• Entries provided:
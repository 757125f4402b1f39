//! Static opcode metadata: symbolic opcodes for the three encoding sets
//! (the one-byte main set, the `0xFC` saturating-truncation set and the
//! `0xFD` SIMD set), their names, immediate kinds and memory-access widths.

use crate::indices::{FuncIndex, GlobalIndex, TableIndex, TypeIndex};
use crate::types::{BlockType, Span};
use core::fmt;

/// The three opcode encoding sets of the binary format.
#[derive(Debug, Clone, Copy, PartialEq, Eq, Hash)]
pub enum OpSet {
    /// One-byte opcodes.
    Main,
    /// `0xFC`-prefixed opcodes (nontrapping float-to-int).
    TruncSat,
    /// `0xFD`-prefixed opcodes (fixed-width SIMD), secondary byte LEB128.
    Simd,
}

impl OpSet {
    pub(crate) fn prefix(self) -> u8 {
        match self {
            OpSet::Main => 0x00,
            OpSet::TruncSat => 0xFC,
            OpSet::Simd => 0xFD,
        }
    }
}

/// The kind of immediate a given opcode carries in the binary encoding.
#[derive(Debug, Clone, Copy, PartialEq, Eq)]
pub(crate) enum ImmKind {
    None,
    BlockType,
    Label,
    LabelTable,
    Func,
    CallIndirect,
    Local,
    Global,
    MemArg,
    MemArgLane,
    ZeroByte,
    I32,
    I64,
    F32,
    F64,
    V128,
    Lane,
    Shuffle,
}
--
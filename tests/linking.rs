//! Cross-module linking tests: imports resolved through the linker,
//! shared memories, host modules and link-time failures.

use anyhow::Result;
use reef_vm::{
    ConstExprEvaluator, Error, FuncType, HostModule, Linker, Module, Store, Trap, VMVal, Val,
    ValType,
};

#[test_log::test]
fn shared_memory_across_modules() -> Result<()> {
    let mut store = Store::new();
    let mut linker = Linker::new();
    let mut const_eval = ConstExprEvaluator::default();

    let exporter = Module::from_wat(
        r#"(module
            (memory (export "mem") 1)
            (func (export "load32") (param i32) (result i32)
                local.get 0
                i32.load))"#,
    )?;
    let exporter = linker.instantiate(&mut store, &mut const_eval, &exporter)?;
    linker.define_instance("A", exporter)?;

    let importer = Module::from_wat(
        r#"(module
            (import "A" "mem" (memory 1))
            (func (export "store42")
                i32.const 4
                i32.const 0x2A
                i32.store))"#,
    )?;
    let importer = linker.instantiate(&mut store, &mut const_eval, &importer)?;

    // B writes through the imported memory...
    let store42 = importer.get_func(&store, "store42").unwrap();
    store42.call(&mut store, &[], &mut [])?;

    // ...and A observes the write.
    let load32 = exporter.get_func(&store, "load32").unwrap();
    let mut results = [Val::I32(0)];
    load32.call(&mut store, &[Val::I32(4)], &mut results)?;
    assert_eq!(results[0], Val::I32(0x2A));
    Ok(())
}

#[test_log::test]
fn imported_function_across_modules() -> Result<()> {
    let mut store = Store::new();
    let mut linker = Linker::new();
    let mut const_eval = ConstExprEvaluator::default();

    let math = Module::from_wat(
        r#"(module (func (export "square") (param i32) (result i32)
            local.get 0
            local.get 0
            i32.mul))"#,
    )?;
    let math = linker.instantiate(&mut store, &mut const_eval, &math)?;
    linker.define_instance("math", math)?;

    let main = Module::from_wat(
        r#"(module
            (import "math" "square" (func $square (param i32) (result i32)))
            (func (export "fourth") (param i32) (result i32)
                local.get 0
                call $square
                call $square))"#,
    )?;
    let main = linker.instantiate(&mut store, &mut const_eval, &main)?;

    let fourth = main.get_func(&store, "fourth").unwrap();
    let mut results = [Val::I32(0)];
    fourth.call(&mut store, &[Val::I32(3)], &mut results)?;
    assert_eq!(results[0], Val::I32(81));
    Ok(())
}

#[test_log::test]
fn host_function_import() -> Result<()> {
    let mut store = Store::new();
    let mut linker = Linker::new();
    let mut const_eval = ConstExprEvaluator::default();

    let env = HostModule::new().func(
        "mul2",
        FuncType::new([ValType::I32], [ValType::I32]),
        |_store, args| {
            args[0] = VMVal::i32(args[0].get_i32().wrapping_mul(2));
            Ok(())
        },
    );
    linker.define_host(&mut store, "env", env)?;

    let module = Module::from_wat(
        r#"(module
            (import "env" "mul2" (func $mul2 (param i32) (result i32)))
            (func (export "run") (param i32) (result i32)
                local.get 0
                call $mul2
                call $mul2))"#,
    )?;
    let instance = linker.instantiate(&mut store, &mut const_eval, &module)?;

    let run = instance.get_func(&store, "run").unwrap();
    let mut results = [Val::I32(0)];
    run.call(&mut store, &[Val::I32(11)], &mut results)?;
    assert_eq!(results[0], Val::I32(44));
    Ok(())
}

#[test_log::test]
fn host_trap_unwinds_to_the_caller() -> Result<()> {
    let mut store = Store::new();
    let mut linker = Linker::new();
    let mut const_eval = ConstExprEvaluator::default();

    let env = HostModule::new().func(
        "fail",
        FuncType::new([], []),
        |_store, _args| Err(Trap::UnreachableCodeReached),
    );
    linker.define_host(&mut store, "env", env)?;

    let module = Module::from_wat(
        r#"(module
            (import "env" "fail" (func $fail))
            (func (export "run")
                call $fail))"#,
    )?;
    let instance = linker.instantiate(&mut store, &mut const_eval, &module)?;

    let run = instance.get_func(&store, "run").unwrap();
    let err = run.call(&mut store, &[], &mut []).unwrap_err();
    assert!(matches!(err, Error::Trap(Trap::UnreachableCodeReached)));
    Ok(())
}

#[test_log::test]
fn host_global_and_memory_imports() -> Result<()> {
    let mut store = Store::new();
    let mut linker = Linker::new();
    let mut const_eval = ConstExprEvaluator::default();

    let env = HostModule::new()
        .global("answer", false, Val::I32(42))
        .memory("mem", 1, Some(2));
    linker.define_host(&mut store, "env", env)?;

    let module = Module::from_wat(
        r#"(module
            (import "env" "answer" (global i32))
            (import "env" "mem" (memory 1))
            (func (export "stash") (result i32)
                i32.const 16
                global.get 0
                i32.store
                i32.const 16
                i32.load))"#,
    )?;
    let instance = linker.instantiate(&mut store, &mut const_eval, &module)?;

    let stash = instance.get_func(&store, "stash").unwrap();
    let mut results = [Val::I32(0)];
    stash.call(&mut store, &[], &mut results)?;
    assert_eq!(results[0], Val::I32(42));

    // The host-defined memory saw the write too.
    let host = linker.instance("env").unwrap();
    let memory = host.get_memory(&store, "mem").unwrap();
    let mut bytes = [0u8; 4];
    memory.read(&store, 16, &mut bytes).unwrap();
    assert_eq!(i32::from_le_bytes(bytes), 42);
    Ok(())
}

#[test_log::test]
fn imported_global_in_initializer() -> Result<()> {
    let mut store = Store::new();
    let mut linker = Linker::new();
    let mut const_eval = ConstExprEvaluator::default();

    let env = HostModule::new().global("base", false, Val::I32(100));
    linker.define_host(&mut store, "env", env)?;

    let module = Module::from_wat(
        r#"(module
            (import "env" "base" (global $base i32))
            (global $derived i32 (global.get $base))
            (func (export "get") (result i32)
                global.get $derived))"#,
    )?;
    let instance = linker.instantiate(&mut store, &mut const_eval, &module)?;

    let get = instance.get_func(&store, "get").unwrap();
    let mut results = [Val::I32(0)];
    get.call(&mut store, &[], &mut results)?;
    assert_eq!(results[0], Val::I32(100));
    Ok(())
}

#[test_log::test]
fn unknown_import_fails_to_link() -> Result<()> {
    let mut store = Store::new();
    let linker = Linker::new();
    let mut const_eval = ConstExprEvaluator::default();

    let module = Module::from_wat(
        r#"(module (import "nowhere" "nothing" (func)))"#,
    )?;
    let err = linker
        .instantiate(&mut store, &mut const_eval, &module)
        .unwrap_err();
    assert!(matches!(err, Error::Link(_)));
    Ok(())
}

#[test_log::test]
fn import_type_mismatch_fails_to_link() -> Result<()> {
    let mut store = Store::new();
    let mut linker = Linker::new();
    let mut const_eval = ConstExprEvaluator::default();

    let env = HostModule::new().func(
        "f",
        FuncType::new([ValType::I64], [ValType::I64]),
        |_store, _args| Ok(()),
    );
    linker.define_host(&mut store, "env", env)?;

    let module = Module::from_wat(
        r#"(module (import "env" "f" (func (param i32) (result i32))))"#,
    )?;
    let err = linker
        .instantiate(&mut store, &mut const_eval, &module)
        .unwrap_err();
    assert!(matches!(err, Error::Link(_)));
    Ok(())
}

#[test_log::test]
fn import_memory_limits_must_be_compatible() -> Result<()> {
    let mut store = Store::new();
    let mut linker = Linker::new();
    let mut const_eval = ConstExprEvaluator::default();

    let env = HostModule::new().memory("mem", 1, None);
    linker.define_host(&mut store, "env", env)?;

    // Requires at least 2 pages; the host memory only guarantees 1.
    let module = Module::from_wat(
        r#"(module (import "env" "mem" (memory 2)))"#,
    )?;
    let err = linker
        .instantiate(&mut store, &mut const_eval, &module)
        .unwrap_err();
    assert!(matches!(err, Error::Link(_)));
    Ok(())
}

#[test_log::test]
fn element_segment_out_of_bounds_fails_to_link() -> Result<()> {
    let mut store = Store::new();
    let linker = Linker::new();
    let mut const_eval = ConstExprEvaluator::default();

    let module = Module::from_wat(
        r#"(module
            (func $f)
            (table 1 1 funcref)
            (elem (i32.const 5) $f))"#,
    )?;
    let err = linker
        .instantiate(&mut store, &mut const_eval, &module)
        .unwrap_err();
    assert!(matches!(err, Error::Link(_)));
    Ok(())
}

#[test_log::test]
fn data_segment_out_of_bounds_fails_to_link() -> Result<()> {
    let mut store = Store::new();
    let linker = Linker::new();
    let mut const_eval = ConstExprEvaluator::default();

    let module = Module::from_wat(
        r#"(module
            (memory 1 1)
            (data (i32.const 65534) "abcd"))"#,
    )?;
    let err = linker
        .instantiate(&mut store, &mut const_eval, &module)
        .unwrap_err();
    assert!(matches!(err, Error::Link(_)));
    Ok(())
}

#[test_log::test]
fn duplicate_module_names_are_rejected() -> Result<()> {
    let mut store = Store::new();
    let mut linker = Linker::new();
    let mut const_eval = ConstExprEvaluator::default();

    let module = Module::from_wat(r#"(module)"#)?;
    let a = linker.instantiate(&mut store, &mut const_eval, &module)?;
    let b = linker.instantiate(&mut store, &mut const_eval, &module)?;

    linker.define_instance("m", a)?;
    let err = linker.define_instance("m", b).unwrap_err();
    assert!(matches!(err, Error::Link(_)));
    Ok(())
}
...
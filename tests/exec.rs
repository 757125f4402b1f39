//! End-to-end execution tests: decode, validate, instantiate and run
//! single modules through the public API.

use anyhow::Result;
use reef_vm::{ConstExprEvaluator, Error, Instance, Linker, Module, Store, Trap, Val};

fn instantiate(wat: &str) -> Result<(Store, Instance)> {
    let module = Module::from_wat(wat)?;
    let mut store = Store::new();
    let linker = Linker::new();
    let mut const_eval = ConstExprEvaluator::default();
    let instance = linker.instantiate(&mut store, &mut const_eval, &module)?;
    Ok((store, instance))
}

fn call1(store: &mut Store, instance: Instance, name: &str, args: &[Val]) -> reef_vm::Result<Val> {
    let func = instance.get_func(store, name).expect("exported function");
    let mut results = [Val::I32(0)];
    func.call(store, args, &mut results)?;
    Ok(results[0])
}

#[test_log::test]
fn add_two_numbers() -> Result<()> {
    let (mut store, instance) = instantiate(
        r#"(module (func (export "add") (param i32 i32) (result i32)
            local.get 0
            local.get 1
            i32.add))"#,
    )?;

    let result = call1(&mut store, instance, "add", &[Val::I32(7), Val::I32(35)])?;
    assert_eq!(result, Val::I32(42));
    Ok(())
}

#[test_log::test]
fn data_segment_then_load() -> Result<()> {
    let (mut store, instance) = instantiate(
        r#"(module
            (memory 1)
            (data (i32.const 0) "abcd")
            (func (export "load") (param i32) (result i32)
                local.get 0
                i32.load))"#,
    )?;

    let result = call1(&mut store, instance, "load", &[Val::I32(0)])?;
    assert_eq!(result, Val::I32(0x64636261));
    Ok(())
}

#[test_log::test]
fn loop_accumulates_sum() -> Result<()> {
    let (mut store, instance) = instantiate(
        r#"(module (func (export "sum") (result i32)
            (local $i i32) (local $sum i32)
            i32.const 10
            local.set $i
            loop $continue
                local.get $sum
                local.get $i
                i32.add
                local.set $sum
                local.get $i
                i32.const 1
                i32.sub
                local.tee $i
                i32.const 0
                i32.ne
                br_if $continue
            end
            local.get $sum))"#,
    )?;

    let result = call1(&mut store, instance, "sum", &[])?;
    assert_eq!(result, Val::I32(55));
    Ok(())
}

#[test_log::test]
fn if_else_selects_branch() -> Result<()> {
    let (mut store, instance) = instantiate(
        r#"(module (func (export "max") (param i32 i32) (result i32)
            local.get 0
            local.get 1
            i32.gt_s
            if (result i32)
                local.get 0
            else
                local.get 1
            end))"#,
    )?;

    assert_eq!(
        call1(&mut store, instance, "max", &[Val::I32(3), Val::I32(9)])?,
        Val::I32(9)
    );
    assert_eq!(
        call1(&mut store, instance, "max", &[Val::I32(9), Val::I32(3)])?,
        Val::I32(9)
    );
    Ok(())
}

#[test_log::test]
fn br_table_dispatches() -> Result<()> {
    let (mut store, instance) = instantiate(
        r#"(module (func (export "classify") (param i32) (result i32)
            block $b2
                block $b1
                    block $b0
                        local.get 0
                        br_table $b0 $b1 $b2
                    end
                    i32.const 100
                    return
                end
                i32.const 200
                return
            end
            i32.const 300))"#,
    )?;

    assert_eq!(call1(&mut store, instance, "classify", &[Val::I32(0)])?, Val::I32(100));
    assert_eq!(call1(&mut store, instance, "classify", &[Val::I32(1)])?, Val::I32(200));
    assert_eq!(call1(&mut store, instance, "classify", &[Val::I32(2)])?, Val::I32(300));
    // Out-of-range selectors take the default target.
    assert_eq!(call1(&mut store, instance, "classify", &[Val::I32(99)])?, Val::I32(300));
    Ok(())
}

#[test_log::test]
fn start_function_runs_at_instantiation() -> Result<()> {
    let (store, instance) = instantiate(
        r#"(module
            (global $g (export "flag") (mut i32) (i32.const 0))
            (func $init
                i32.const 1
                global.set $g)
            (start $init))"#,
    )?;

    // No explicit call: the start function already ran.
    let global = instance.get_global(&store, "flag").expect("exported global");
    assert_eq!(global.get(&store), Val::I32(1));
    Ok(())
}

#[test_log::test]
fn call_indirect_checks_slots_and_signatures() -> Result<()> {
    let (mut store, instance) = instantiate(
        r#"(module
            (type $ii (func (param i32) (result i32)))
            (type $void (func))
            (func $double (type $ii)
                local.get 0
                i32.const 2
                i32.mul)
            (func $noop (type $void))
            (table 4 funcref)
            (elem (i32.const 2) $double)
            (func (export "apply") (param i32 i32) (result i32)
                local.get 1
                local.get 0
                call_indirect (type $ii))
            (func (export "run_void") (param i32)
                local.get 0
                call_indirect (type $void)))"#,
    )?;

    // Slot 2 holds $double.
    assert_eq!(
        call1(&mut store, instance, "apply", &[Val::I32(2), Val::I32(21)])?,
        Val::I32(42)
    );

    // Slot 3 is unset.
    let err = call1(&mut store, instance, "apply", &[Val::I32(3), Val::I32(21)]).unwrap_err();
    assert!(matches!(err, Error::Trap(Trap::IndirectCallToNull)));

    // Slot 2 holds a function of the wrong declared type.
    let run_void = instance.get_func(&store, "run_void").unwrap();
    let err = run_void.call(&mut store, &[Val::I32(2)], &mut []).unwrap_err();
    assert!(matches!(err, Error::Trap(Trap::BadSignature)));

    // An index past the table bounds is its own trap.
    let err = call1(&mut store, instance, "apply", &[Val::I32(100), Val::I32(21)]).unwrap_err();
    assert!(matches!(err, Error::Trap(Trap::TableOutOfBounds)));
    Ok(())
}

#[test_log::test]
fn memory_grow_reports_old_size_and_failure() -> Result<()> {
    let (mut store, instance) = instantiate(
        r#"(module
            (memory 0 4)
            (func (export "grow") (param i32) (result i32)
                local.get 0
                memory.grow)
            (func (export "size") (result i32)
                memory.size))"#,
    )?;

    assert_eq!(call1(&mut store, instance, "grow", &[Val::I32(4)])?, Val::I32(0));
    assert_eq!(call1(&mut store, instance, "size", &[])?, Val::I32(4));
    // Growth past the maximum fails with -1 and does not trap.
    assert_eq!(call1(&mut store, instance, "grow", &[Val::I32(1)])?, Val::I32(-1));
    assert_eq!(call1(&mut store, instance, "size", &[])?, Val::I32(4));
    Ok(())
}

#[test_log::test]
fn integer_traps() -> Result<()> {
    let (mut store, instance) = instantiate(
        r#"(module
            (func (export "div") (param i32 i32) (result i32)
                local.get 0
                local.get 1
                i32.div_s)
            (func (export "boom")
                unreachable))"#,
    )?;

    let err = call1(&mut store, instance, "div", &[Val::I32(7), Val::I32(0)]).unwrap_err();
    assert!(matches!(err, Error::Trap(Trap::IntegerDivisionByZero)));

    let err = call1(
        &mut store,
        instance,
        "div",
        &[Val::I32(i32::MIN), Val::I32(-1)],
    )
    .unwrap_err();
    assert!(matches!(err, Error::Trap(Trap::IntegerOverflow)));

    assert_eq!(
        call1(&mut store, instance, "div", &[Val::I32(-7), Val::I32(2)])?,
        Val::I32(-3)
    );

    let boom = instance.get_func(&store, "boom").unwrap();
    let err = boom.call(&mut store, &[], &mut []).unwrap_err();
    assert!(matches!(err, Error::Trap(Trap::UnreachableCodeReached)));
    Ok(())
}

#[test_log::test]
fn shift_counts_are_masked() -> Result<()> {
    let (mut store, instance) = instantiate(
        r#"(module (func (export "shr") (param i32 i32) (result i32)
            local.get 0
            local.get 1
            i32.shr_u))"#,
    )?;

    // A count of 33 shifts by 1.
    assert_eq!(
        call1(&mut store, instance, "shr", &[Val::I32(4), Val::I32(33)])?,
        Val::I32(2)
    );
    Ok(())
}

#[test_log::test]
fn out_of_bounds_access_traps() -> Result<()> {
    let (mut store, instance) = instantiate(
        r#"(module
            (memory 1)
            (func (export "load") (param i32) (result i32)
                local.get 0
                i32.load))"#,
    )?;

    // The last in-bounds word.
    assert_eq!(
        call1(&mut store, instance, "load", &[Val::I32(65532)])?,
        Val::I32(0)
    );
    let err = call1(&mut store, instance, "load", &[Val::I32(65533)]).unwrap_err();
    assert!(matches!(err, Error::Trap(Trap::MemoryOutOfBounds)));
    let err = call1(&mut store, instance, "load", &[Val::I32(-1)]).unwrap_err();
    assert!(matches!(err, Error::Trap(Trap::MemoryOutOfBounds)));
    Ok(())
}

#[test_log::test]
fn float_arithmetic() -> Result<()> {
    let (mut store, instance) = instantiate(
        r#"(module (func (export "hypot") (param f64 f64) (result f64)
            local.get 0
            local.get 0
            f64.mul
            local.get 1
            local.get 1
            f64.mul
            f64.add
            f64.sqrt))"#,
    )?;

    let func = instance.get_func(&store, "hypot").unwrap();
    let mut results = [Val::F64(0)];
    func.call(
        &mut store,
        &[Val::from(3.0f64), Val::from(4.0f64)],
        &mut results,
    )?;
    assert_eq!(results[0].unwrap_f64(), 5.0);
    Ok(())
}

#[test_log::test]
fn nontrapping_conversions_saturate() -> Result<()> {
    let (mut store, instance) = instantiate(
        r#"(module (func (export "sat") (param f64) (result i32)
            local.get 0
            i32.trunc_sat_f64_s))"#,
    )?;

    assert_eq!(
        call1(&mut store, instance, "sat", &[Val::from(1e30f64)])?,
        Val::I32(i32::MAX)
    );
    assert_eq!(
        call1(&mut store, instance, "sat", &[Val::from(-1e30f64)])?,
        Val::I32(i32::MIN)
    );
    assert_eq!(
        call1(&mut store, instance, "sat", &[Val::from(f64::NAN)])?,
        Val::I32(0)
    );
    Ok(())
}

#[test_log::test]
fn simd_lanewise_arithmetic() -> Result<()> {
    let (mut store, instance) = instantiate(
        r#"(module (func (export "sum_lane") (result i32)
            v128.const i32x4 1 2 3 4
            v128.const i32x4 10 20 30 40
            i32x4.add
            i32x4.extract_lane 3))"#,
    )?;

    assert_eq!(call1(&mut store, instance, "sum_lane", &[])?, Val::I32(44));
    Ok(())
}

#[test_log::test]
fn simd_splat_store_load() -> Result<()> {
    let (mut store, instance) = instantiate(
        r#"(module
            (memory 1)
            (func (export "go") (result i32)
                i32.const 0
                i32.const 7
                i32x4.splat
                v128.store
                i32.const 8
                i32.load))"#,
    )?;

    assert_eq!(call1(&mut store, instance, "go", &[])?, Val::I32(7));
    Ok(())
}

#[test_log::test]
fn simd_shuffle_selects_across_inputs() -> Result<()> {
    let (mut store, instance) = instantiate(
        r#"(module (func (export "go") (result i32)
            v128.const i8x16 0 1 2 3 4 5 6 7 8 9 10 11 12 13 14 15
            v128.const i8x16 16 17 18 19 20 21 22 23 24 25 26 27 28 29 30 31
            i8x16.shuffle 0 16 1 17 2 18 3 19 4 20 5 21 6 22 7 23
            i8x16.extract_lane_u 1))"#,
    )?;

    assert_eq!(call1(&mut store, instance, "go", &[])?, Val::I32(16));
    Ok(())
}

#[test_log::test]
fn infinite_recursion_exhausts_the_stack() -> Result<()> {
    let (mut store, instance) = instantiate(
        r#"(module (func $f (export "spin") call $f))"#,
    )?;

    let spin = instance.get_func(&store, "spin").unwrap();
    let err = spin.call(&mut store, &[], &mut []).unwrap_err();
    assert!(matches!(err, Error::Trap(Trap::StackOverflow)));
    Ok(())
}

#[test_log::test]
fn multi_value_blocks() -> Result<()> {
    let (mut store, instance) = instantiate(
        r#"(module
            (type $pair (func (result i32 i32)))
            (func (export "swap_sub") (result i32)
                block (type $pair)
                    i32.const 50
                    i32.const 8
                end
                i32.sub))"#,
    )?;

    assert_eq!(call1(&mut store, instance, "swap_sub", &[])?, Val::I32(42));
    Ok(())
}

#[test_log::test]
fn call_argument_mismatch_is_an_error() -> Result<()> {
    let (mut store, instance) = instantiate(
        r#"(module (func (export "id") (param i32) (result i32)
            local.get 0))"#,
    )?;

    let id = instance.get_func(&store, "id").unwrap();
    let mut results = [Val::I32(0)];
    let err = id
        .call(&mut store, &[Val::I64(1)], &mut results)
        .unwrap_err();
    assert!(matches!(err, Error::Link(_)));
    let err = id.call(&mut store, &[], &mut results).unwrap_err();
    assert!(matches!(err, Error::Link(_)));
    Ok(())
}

• Exercise details:
From the entries above, say how many lines contain "pair". Only the number is wanted.

• Reply to the exercise:
2